▶ _Task_:
Scan the data for "fake" and copy each matching line.

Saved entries

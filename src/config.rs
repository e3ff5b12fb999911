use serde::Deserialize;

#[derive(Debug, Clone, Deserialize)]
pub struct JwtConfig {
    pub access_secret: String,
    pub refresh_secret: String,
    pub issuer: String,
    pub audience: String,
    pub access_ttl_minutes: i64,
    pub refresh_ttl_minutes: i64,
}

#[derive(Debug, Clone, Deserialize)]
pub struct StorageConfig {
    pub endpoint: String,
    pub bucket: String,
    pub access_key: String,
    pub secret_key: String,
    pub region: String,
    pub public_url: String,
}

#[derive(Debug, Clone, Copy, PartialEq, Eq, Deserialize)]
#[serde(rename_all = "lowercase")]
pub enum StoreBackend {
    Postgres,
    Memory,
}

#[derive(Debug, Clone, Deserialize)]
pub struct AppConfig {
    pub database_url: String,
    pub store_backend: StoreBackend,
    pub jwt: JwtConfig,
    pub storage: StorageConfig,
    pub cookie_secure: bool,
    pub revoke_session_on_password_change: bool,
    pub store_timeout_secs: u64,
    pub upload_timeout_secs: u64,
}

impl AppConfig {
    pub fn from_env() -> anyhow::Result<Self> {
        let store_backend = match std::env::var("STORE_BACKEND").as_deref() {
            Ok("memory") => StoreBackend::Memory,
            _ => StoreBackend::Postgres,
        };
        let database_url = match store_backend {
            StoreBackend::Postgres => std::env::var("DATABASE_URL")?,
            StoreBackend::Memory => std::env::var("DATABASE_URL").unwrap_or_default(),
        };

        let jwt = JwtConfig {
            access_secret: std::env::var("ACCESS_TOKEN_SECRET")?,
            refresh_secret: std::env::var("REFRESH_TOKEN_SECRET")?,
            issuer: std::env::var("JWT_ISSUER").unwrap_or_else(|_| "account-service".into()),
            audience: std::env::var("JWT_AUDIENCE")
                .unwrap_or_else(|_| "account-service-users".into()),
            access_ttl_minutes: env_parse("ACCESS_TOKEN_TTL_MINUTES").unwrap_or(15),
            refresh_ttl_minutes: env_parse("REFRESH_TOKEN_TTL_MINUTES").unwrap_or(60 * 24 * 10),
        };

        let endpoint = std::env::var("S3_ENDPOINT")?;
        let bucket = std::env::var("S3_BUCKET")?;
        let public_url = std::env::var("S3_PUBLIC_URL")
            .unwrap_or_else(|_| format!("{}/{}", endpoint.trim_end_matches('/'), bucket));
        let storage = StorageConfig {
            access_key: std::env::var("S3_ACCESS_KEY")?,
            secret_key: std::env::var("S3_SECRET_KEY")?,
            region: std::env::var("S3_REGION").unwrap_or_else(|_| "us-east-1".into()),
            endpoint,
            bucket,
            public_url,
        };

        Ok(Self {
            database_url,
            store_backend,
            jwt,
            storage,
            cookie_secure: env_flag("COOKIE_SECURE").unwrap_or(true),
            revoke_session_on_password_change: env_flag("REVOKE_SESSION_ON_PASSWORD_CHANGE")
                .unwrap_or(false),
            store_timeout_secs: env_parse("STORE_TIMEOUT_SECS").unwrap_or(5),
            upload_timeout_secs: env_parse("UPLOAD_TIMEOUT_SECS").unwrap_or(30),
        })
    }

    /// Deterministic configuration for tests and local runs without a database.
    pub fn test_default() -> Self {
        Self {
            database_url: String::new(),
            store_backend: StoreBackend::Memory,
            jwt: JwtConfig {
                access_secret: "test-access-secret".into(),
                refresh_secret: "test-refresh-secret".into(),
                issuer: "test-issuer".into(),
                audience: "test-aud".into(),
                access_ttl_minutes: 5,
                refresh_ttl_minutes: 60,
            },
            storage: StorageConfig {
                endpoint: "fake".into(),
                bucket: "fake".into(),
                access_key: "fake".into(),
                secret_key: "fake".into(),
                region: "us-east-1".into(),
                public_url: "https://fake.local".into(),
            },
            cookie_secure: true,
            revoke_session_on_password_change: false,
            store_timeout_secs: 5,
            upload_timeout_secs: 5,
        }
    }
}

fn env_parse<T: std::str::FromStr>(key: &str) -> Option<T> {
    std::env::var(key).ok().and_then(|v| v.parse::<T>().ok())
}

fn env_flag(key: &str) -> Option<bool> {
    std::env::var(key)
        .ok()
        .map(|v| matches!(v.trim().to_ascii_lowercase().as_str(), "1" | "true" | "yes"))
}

▶ _Answer section_:
                endpoint: "fake".into(),
                bucket: "fake".into(),
                access_key: "fake".into(),
                secret_key: "fake".into(),
                public_url: "https://fake.local".into(),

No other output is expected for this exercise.